//! Infrastructure layer - database, locking, state wiring and error mapping.

pub mod cell_lock;
pub mod db;
pub mod db_errors;
pub mod state;
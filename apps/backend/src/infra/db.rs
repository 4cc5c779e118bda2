//! Connection setup for the SeaORM-backed store.

use std::time::Duration;

use migration::{Migrator, MigratorTrait};
use sea_orm::{ConnectOptions, ConnectionTrait, Database, DatabaseConnection};
use tracing::info;

use crate::config::db::{db_url_for, DbKind, DbOwner, DbProfile};
use crate::error::AppError;

/// Open a pool for `kind`. Does NOT run migrations.
pub async fn connect_db(
    kind: DbKind,
    profile: DbProfile,
    owner: DbOwner,
) -> Result<DatabaseConnection, AppError> {
    let url = db_url_for(kind, profile, owner)?;

    let mut opts = ConnectOptions::new(url);
    opts.connect_timeout(Duration::from_secs(5))
        .acquire_timeout(Duration::from_secs(5))
        .sqlx_logging(false);
    if kind == DbKind::SqliteMemory {
        // every pooled connection would otherwise see its own empty database
        opts.max_connections(1).min_connections(1);
    }

    let conn = Database::connect(opts).await?;
    if matches!(kind, DbKind::SqliteFile | DbKind::SqliteMemory) {
        conn.execute_unprepared("PRAGMA foreign_keys = ON;").await?;
    }

    info!(db_kind = %kind, profile = ?profile, "database connected");
    Ok(conn)
}

/// Connect and bring the schema up to date.
pub async fn bootstrap_db(
    kind: DbKind,
    profile: DbProfile,
    owner: DbOwner,
) -> Result<DatabaseConnection, AppError> {
    let conn = connect_db(kind, profile, owner).await?;
    Migrator::up(&conn, None).await?;
    let version = migration::get_latest_migration_version(&conn).await?;
    info!(db_kind = %kind, migration = ?version, "database migrated");
    Ok(conn)
}
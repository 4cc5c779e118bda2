//! Per-request trace id, span and completion log.
//!
//! Generates a trace id, stores it in request extensions and the task-local
//! [`trace_ctx`], runs the downstream service inside an `info_span!("request")`,
//! echoes the id as `x-trace-id`, and logs one `request_completed` line whose
//! level follows the status class.

use std::time::Instant;

use actix_web::dev::{forward_ready, Service, ServiceRequest, ServiceResponse, Transform};
use actix_web::http::header::{HeaderName, HeaderValue};
use actix_web::{Error, HttpMessage};
use futures_util::future::{ready, LocalBoxFuture, Ready};
use tracing::{error, info, info_span, warn, Instrument};
use uuid::Uuid;

use crate::trace_ctx;

pub const TRACE_HEADER: &str = "x-trace-id";

#[derive(Clone, Default)]
pub struct RequestTrace;

impl<S, B> Transform<S, ServiceRequest> for RequestTrace
where
    S: Service<ServiceRequest, Response = ServiceResponse<B>, Error = Error> + 'static,
    S::Future: 'static,
    B: 'static,
{
    type Response = ServiceResponse<B>;
    type Error = Error;
    type InitError = ();
    type Transform = RequestTraceMiddleware<S>;
    type Future = Ready<Result<Self::Transform, Self::InitError>>;

    fn new_transform(&self, service: S) -> Self::Future {
        ready(Ok(RequestTraceMiddleware { service }))
    }
}

pub struct RequestTraceMiddleware<S> {
    service: S,
}

impl<S, B> Service<ServiceRequest> for RequestTraceMiddleware<S>
where
    S: Service<ServiceRequest, Response = ServiceResponse<B>, Error = Error> + 'static,
    S::Future: 'static,
    B: 'static,
{
    type Response = ServiceResponse<B>;
    type Error = Error;
    type Future = LocalBoxFuture<'static, Result<Self::Response, Self::Error>>;

    forward_ready!(service);

    fn call(&self, req: ServiceRequest) -> Self::Future {
        let start = Instant::now();
        let trace_id = Uuid::new_v4().to_string();
        let method = req.method().to_string();
        let path = req.path().to_string();

        req.extensions_mut().insert(trace_id.clone());

        let span = info_span!("request", trace_id = %trace_id, method = %method, path = %path);
        let fut = self.service.call(req);

        Box::pin(async move {
            let result = trace_ctx::with_trace_id(trace_id.clone(), fut.instrument(span)).await;

            let status = match &result {
                Ok(res) => res.status(),
                Err(err) => err.as_response_error().status_code(),
            };
            let duration_us = start.elapsed().as_micros() as u64;
            let status_code = status.as_u16();

            if status.is_server_error() {
                error!(
                    http.method = %method,
                    url.path = %path,
                    http.status_code = status_code,
                    duration_us,
                    trace_id = %trace_id,
                    "request_completed"
                );
            } else if status.is_client_error() {
                warn!(
                    http.method = %method,
                    url.path = %path,
                    http.status_code = status_code,
                    duration_us,
                    trace_id = %trace_id,
                    "request_completed"
                );
            } else {
                info!(
                    http.method = %method,
                    url.path = %path,
                    http.status_code = status_code,
                    duration_us,
                    trace_id = %trace_id,
                    "request_completed"
                );
            }

            let mut res = result?;
            if let Ok(value) = HeaderValue::from_str(&trace_id) {
                res.headers_mut()
                    .insert(HeaderName::from_static(TRACE_HEADER), value);
            }
            Ok(res)
        })
    }
}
--- --- ---
# Exercise description
Filter the data for the string "call" and copy every line that has it.

# Completed task
    fn call(&self, req: ServiceRequest) -> Self::Future {
        let fut = self.service.call(req);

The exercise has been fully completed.